→ **Work to complete**:
Search the entries for the word "info" and report each line that has it.

→ **Data shown**:
//! Lifecycle owner of one backend session and its primary module.

use crate::backend::{
    format_version, BackendLibrary, BackendLoader, BackendModule, BackendSession, InputBuffer,
    ModuleCallback, ModuleConfig, ProcessStatus, SessionCallback,
};
use crate::config::{CompressionFormat, DecodeConfig};
use crate::error::{BackendStage, DecodeError, ProtocolError};
use crate::pipeline::InputPort;

/// Owns the library, session and module handles of a decode session.
///
/// Handles are released in reverse order by [`close`](Self::close), which is
/// safe to call at any point, including after a failed [`open`](Self::open),
/// and is also run on drop.
#[derive(Default)]
pub struct BackendAdapter {
    library: Option<Box<dyn BackendLibrary>>,
    session: Option<Box<dyn BackendSession>>,
    module: Option<Box<dyn BackendModule>>,
    running: bool,
}

impl BackendAdapter {
    /// Loads the library for `format`, opens a session, configures outputs
    /// and key/value pairs, then initializes and starts the primary decoder.
    ///
    /// # Errors
    ///
    /// Returns [`DecodeError::Backend`] naming the failed step. Everything
    /// acquired before the failure has been released.
    pub fn open(
        loader: &dyn BackendLoader,
        format: CompressionFormat,
        config: &DecodeConfig,
        session_callback: SessionCallback,
        module_callback: ModuleCallback,
    ) -> Result<Self, DecodeError> {
        let mut adapter = Self::default();
        if let Err(e) = adapter.bring_up(loader, format, config, session_callback, module_callback)
        {
            tracing::error!("backend open failed: {e}");
            adapter.close();
            return Err(e);
        }
        Ok(adapter)
    }

    fn bring_up(
        &mut self,
        loader: &dyn BackendLoader,
        format: CompressionFormat,
        config: &DecodeConfig,
        session_callback: SessionCallback,
        module_callback: ModuleCallback,
    ) -> Result<(), DecodeError> {
        let name = config.library_for(format);
        let library = self.library.insert(
            loader
                .load(name)
                .map_err(|e| DecodeError::backend(BackendStage::LoadLibrary, e.message()))?,
        );
        tracing::info!(
            library = library.name(),
            version = %format_version(library.version()),
            "loaded backend library"
        );

        let session = self.session.insert(
            library
                .open_session(config.session_kind, session_callback)
                .map_err(|e| DecodeError::backend(BackendStage::OpenSession, e.message()))?,
        );
        tracing::debug!(kind = ?config.session_kind, "opened backend session");

        session
            .configure_outputs(&config.outputs)
            .map_err(|e| DecodeError::backend(BackendStage::ConfigureOutputs, e.message()))?;
        for output in &config.outputs {
            tracing::info!(output = %output.id, max_channels = output.max_channels, "configured output");
        }

        if let Some(kv_pairs) = &config.kv_pairs {
            session
                .set_kv_pairs(kv_pairs)
                .map_err(|e| DecodeError::backend(BackendStage::SetKvPairs, e.message()))?;
            tracing::info!(kv_pairs = %kv_pairs, "applied backend kvpairs");
        }

        let module = self.module.insert(
            session
                .init_module(&ModuleConfig::primary_decoder(format), module_callback)
                .map_err(|e| DecodeError::backend(BackendStage::InitModule, e.message()))?,
        );

        module
            .start()
            .map_err(|e| DecodeError::backend(BackendStage::StartModule, e.message()))?;
        self.running = true;
        tracing::info!(%format, "started decoder module");

        Ok(())
    }

    /// Offers `packet[offset..]` to the primary module.
    ///
    /// Returns [`ProcessStatus::NotReady`] as backpressure, never as an
    /// error.
    ///
    /// # Errors
    ///
    /// - [`ProtocolError::ZeroConsumption`] if the module took no bytes
    /// - [`ProtocolError::OverConsumption`] if it claims more than offered
    pub fn push(
        &mut self,
        packet: &[u8],
        offset: usize,
        timestamp: Option<i64>,
    ) -> Result<ProcessStatus, DecodeError> {
        let module = self.module.as_mut().ok_or_else(|| {
            DecodeError::backend(BackendStage::InitModule, "no decoder module")
        })?;

        let remaining = &packet[offset..];
        match module.process(&InputBuffer::new(remaining, timestamp)) {
            ProcessStatus::NotReady => {
                tracing::trace!(offset, remaining = remaining.len(), "decoder not ready");
                Ok(ProcessStatus::NotReady)
            }
            ProcessStatus::Consumed(0) => Err(ProtocolError::ZeroConsumption {
                offset,
                remaining: remaining.len(),
            }
            .into()),
            ProcessStatus::Consumed(consumed) if consumed > remaining.len() => {
                Err(ProtocolError::OverConsumption {
                    consumed,
                    remaining: remaining.len(),
                }
                .into())
            }
            ProcessStatus::Consumed(consumed) => {
                tracing::trace!(offset, consumed, remaining = remaining.len(), "decoder consumed");
                Ok(ProcessStatus::Consumed(consumed))
            }
        }
    }

    /// Sends the end-of-stream marker, then stops the module.
    ///
    /// The backend confirms the drain later with a session EOS event.
    pub fn signal_end_of_stream(&mut self) -> Result<(), DecodeError> {
        let module = self.module.as_mut().ok_or_else(|| {
            DecodeError::backend(BackendStage::StopModule, "no decoder module")
        })?;

        if module.process(&InputBuffer::end_of_stream()) == ProcessStatus::NotReady {
            tracing::warn!("decoder did not accept the end-of-stream marker");
        }
        tracing::info!("sent end of stream");

        self.running = false;
        module
            .stop()
            .map_err(|e| DecodeError::backend(BackendStage::StopModule, e.message()))
    }

    /// Stops and releases the module, closes the session and unloads the
    /// library. Failures are logged; each handle is released at most once.
    pub fn close(&mut self) {
        if let Some(mut module) = self.module.take() {
            if std::mem::take(&mut self.running) {
                if let Err(e) = module.stop() {
                    tracing::warn!("module stop failed: {e}");
                }
            }
            if let Err(e) = module.release() {
                tracing::warn!("module release failed: {e}");
            }
        }
        if let Some(session) = self.session.take() {
            if let Err(e) = session.close() {
                tracing::warn!("session close failed: {e}");
            }
        }
        if let Some(library) = self.library.take() {
            let name = library.name().to_string();
            if let Err(e) = library.unload() {
                tracing::warn!("unloading {name} failed: {e}");
            } else {
                tracing::debug!(library = %name, "unloaded backend library");
            }
        }
    }

    /// Returns `true` while a module is open.
    pub fn is_open(&self) -> bool {
        self.module.is_some()
    }
}

impl InputPort for BackendAdapter {
    fn push(
        &mut self,
        packet: &[u8],
        offset: usize,
        timestamp: Option<i64>,
    ) -> Result<ProcessStatus, DecodeError> {
        BackendAdapter::push(self, packet, offset, timestamp)
    }

    fn signal_end_of_stream(&mut self) -> Result<(), DecodeError> {
        BackendAdapter::signal_end_of_stream(self)
    }
}

impl Drop for BackendAdapter {
    fn drop(&mut self) {
        self.close();
    }
}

→ **Final answer**:
        tracing::info!(
            tracing::info!(output = %output.id, max_channels = output.max_channels, "configured output");
            tracing::info!(kv_pairs = %kv_pairs, "applied backend kvpairs");
        tracing::info!(%format, "started decoder module");
        tracing::info!("sent end of stream");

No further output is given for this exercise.